A Study of the Quality of Informed Consent of Anesthesia for Cesarean Deliveries: What and Whatnot was Discussed with ParturientsMuhammad Ajmal*
Department of Anaesthesia, Coombe Women and Infants University Hospital, Dublin, Ireland
- *Corresponding Author:
- Muhammad Ajmal
Department of Anaesthesia
Coombe Women and Infants University Hospital
Dublin 8, Ireland
Tel: 353 860231261
E-mail: [email protected]
Received date: April 07, 2014; Accepted date: September 19, 2014; Published date: September 29, 2014
Citation: Ajmal M (2014) A Study of the Quality of Informed Consent of Anesthesia for Cesarean Deliveries: What and Whatnot was Discussed with Parturients.

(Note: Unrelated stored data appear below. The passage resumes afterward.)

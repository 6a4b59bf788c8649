//! Tesseract OCR backends.
//!
//! Pages are rasterized with pdfium, converted to grayscale, and recognized
//! with a bilingual language pair (source script plus Latin). The per-page
//! backend rasterizes at a higher DPI than the whole-document backend, which
//! trades resolution for throughput when OCR-ing every page in one call.

use crate::backend::{DocumentExtractor, PageExtractor};
use crate::backends::pdfium;
use crate::config::OcrSettings;
use crate::error::{Error, Result};
use image::GrayImage;
use kreuzberg_tesseract::{TessPageSegMode, TesseractAPI};
use std::path::Path;

/// Fully automatic page segmentation, tesseract's default mode.
const PSM_AUTO: i32 = 3;

const TESSDATA_FALLBACK_PATHS: [&str; 6] = [
    "/usr/share/tesseract-ocr/5/tessdata",
    "/usr/share/tesseract-ocr/4/tessdata",
    "/usr/share/tessdata",
    "/usr/local/share/tessdata",
    "/opt/homebrew/share/tessdata",
    "/opt/homebrew/opt/tesseract/share/tessdata",
];

/// Locate the tessdata directory: `TESSDATA_PREFIX` wins, then well-known
/// install locations. An empty string lets tesseract use its compiled-in
/// default.
fn resolve_tessdata_path() -> String {
    std::env::var("TESSDATA_PREFIX").ok().unwrap_or_else(|| {
        TESSDATA_FALLBACK_PATHS
            .iter()
            .find(|p| Path::new(p).exists())
            .map(|p| (*p).to_string())
            .unwrap_or_default()
    })
}

/// Verify every language in a `+`-joined pair has traineddata available.
///
/// Tesseract can crash instead of erroring on a missing language file, so
/// this is checked up front when the tessdata directory is known.
fn check_languages(tessdata_path: &str, language: &str) -> Result<()> {
    if tessdata_path.is_empty() {
        return Ok(());
    }
    for lang in language.split('+').map(str::trim).filter(|l| !l.is_empty()) {
        let traineddata = Path::new(tessdata_path).join(format!("{lang}.traineddata"));
        if !traineddata.exists() {
            return Err(Error::ocr(format!(
                "language '{lang}' not found: {} does not exist",
                traineddata.display()
            )));
        }
    }
    Ok(())
}

/// Run recognition over one grayscale image.
fn recognize(image: &GrayImage, tessdata_path: &str, language: &str) -> Result<String> {
    let api = TesseractAPI::new().map_err(|e| Error::ocr(format!("failed to create Tesseract API: {e}")))?;
    api.init(tessdata_path, language)
        .map_err(|e| Error::ocr(format!("failed to initialize language '{language}': {e}")))?;
    api.set_page_seg_mode(TessPageSegMode::from_int(PSM_AUTO))
        .map_err(|e| Error::ocr(format!("failed to set page segmentation mode: {e}")))?;

    let (width, height) = image.dimensions();
    api.set_image(image.as_raw(), width as i32, height as i32, 1, width as i32)
        .map_err(|e| Error::ocr(format!("failed to set image: {e}")))?;
    api.recognize()
        .map_err(|e| Error::ocr(format!("recognition failed: {e}")))?;
    api.get_utf8_text()
        .map_err(|e| Error::ocr(format!("failed to read recognized text: {e}")))
}

/// OCR one page: rasterize, grayscale, recognize.
///
/// A page the rasterizer cannot produce yields an empty extraction, distinct
/// from a hard OCR error, so one backend's gap never aborts a benchmark run.
fn ocr_page(path: &Path, page_index: usize, dpi: i32, tessdata_path: &str, language: &str) -> Result<String> {
    match pdfium::render_page_grayscale(path, page_index, dpi)? {
        Some(image) => recognize(&image, tessdata_path, language),
        None => {
            tracing::debug!(page_index, "rasterizer produced no image, returning empty text");
            Ok(String::new())
        }
    }
}

/// Per-page OCR backend.
pub struct OcrPageBackend {
    language: String,
    dpi: i32,
    tessdata_path: String,
}

impl OcrPageBackend {
    pub fn new(settings: &OcrSettings) -> Result<Self> {
        let tessdata_path = resolve_tessdata_path();
        check_languages(&tessdata_path, &settings.language)?;
        Ok(Self {
            language: settings.language.clone(),
            dpi: settings.page_dpi,
            tessdata_path,
        })
    }
}

impl PageExtractor for OcrPageBackend {
    fn extract_page(&self, path: &Path, page_index: usize) -> Result<String> {
        ocr_page(path, page_index, self.dpi, &self.tessdata_path, &self.language)
    }
}

/// Whole-document OCR backend: rasterizes and recognizes every page in one
/// invocation, at a lower default DPI than the per-page backend.
pub struct OcrDocumentBackend {
    language: String,
    dpi: i32,
    tessdata_path: String,
}

impl OcrDocumentBackend {
    pub fn new(settings: &OcrSettings) -> Result<Self> {
        let tessdata_path = resolve_tessdata_path();
        check_languages(&tessdata_path, &settings.language)?;
        Ok(Self {
            language: settings.language.clone(),
            dpi: settings.document_dpi,
            tessdata_path,
        })
    }
}

impl DocumentExtractor for OcrDocumentBackend {
    fn extract_all_pages(&self, path: &Path) -> Result<Vec<String>> {
        let page_count = pdfium::resolve_page_count(path)?;
        let mut pages = Vec::with_capacity(page_count);
        for page_index in 0..page_count {
            pages.push(ocr_page(
                path,
                page_index,
                self.dpi,
                &self.tessdata_path,
                &self.language,
            )?);
        }
        Ok(pages)
    }
}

J Anesth Clin Res 5:438. doi: 10.4172/2155-6148.1000438
Copyright: ©2014 Ajmal M. This is an open-access article distributed under the terms of the Creative Commons Attribution License, which permits unrestricted use, distribution, and reproduction in any medium, provided the original author and source are credited.
Study objective: To examine whether the principle of informed consent was applied to practice of anesthesia for elective cesarean deliveries in our general hospital. Design: Prospective observational cohort study. Setting: Maternity ward of a general hospital. Study subjects: Twenty-five parturients in their postoperative period after their first and elective cesarean deliveries and 25 anesthesiologists. Interventions: Application of a questionnaire and an information pamphlet describing various forms of anesthesia for cesarean delivery.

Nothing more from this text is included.